• **What the exercise asks**: Look for the string "struct" in the listing. Copy each line that has it.

....................

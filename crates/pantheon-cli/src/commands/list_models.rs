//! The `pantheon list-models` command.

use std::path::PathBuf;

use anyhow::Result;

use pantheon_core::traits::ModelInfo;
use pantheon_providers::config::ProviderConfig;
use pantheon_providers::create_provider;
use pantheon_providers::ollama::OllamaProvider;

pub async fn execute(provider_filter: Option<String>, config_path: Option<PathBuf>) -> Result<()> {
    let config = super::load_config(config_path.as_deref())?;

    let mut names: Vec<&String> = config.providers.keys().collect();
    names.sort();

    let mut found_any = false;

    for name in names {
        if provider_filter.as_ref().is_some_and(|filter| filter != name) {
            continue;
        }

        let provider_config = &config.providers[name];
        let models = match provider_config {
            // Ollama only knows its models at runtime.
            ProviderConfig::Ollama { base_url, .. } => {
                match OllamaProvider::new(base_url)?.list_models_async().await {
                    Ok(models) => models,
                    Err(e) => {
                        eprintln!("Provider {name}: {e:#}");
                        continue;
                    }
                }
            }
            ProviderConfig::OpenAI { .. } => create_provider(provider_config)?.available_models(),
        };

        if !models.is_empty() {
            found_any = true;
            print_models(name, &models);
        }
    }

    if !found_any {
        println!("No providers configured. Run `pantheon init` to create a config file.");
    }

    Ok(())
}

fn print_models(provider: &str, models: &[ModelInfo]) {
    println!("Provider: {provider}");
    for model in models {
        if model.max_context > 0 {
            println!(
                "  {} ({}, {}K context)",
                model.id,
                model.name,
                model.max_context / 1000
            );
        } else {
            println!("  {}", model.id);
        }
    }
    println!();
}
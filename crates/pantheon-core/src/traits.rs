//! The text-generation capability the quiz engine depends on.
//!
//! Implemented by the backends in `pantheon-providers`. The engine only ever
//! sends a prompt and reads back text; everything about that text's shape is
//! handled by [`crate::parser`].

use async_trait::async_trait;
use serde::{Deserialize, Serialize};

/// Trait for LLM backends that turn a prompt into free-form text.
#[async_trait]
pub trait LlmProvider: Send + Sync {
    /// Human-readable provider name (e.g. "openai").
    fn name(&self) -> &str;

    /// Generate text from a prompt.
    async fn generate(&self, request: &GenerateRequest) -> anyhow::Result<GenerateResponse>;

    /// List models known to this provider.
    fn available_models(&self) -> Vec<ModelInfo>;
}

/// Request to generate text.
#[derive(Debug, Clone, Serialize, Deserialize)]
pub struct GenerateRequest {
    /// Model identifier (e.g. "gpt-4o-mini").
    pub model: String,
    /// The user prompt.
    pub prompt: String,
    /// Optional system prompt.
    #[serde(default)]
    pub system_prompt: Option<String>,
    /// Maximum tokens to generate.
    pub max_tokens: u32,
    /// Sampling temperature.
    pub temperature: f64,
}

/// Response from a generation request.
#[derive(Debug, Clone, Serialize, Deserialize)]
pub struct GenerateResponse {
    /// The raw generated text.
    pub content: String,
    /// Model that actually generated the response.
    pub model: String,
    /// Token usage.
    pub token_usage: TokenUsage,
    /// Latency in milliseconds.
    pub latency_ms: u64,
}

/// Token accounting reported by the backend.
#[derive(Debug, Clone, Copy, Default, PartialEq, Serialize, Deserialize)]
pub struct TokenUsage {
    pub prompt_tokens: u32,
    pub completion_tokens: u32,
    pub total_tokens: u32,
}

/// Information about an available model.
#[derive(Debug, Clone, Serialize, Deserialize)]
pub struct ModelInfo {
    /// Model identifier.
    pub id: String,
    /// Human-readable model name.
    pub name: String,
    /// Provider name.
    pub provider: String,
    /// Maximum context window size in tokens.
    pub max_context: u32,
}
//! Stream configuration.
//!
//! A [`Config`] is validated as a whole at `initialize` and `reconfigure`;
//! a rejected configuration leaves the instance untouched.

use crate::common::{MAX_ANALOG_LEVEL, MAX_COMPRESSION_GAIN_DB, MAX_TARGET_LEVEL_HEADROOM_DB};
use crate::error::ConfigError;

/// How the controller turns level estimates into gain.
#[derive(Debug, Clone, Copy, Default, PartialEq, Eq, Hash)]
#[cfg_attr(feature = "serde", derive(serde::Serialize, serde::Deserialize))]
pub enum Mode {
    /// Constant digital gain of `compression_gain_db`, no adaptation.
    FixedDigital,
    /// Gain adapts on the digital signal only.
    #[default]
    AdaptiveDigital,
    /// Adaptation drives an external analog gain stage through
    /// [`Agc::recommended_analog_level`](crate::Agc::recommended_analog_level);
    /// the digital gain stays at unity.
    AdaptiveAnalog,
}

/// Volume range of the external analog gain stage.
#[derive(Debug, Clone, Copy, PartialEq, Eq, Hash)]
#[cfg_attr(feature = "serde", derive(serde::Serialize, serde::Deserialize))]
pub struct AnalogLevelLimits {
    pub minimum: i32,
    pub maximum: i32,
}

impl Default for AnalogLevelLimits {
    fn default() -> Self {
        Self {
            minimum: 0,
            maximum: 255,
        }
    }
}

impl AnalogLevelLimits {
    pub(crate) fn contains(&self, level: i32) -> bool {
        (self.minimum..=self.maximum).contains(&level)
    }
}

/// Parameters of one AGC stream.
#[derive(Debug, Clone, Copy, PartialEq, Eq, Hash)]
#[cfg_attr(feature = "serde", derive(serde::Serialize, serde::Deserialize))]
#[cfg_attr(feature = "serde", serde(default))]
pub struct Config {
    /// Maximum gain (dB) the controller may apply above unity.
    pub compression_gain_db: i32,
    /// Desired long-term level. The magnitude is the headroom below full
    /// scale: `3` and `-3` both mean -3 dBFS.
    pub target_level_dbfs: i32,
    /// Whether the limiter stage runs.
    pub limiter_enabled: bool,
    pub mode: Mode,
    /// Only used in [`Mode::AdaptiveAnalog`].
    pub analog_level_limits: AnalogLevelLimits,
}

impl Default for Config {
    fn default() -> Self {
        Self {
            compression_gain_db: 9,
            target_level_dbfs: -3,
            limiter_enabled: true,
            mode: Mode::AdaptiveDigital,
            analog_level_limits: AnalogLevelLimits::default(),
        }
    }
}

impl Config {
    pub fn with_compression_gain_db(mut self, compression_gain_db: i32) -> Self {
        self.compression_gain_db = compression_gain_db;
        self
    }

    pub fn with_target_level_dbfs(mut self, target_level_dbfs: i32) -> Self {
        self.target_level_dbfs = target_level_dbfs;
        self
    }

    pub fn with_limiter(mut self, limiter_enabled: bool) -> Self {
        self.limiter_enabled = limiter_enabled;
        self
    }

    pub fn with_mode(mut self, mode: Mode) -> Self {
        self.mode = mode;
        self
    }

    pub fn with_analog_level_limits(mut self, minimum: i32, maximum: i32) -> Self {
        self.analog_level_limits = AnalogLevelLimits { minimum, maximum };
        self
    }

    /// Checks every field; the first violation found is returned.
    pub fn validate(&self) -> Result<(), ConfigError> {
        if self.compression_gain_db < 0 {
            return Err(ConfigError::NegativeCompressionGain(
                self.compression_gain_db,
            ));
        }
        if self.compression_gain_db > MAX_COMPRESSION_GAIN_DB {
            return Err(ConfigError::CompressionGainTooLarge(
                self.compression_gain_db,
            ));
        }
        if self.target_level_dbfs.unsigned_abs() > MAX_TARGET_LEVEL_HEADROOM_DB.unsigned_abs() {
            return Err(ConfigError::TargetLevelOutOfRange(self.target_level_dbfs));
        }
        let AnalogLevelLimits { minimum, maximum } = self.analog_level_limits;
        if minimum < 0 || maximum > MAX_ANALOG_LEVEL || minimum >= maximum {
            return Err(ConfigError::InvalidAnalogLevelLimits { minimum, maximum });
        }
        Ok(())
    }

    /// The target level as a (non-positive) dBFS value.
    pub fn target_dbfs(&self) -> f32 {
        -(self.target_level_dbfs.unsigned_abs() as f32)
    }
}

....................

• **Task answer**:
pub struct GenerateRequest {
pub struct GenerateResponse {
pub struct TokenUsage {
pub struct ModelInfo {
pub struct AnalogLevelLimits {
pub struct Config {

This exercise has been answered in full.